What constitutes a “crime,” let alone any “tendency toward criminal behavior,” that geneticists can research? I never see this question addressed in the literature. I suspect it is buried somewhere in a footnote; but I also suspect that it is borrowed from some psychiatric manual, probably out of date, and poorly interpreted. Ultimately, I suspect, behavioral geneticists don’t even bother with such definitions; their attitude seems to be, ‘tell us what it is and we’ll find markers for it.’
That isn’t just bad science – it’s not even science at all. Behavioral genetics is a hoax.
Frankly, any genetics research on human behavior should be approached cautiously and skeptically. Tendencies do not make certainties; and if they don’t, then any such research is going to have considerably limited application.
Or, simply none at all; an excuse for having a career in a funded research program, perhaps, contributing pretty much nothing to anything of practical value to the greater good of the community. The community should think twice before contributing funds to such.

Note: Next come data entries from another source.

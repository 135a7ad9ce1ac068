// ── Startup cache ──
//
// Holds the result of the expensive first load (status + presets from every
// device). The init function is injected by the owner and runs at most once
// to completion; concurrent callers wait on the same scoped lock and then
// read the stored value. Failed inits are not stored, so a later call
// retries.

use std::fmt;
use std::sync::{Arc, OnceLock};

use futures_util::future::BoxFuture;
use tokio::sync::Mutex;
use tracing::debug;

use crate::error::CoreError;

type InitFn<T> = Box<dyn Fn() -> BoxFuture<'static, Result<T, CoreError>> + Send + Sync>;

pub struct StartupCache<T> {
    init: InitFn<T>,
    value: OnceLock<Arc<T>>,
    lock: Mutex<()>,
}

impl<T> fmt::Debug for StartupCache<T> {
    fn fmt(&self, f: &mut fmt::Formatter<'_>) -> fmt::Result {
        f.debug_struct("StartupCache")
            .field("ready", &self.value.get().is_some())
            .finish_non_exhaustive()
    }
}

impl<T: Send + Sync + 'static> StartupCache<T> {
    pub fn new<F>(init: F) -> Self
    where
        F: Fn() -> BoxFuture<'static, Result<T, CoreError>> + Send + Sync + 'static,
    {
        Self {
            init: Box::new(init),
            value: OnceLock::new(),
            lock: Mutex::new(()),
        }
    }

    /// Return the cached value, running the init function first if needed.
    pub async fn get_or_init(&self) -> Result<Arc<T>, CoreError> {
        if let Some(value) = self.value.get() {
            return Ok(Arc::clone(value));
        }

        let _lock = self.lock.lock().await;
        // Another caller may have finished while we waited.
        if let Some(value) = self.value.get() {
            return Ok(Arc::clone(value));
        }

        debug!("running startup load");
        let value = Arc::new((self.init)().await?);
        Ok(Arc::clone(self.value.get_or_init(|| value)))
    }

    /// The cached value without triggering init.
    pub fn peek(&self) -> Option<Arc<T>> {
        self.value.get().cloned()
    }

    pub fn is_ready(&self) -> bool {
        self.value.get().is_some()
    }
}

Repeating my opening remark: The above is not to be seen as a condemnation of the field of genetic research. Genetic research has proven invaluable in understanding evolution, epidemiology, breeding of better food sources, etc., etc. But there is still a hold over from the era of eugenics, that racists and fascists cling to, the hope that genetics can be used to determine the differences in behavior between individuals, to the extent that we can predict individual behavior and life stories before they ever happen, and take steps to control them. This is worse than fantasy, predicated on obvious cultural biases, bad questions asked poorly, useless research, misguided interpretation of the data – in short, everything private funding groups and some government agencies are willing to throw away money for. It’s a joke; but because of the money, it’s likely to continue for some time. So keep on laughing – It’s your money getting thrown away, after all.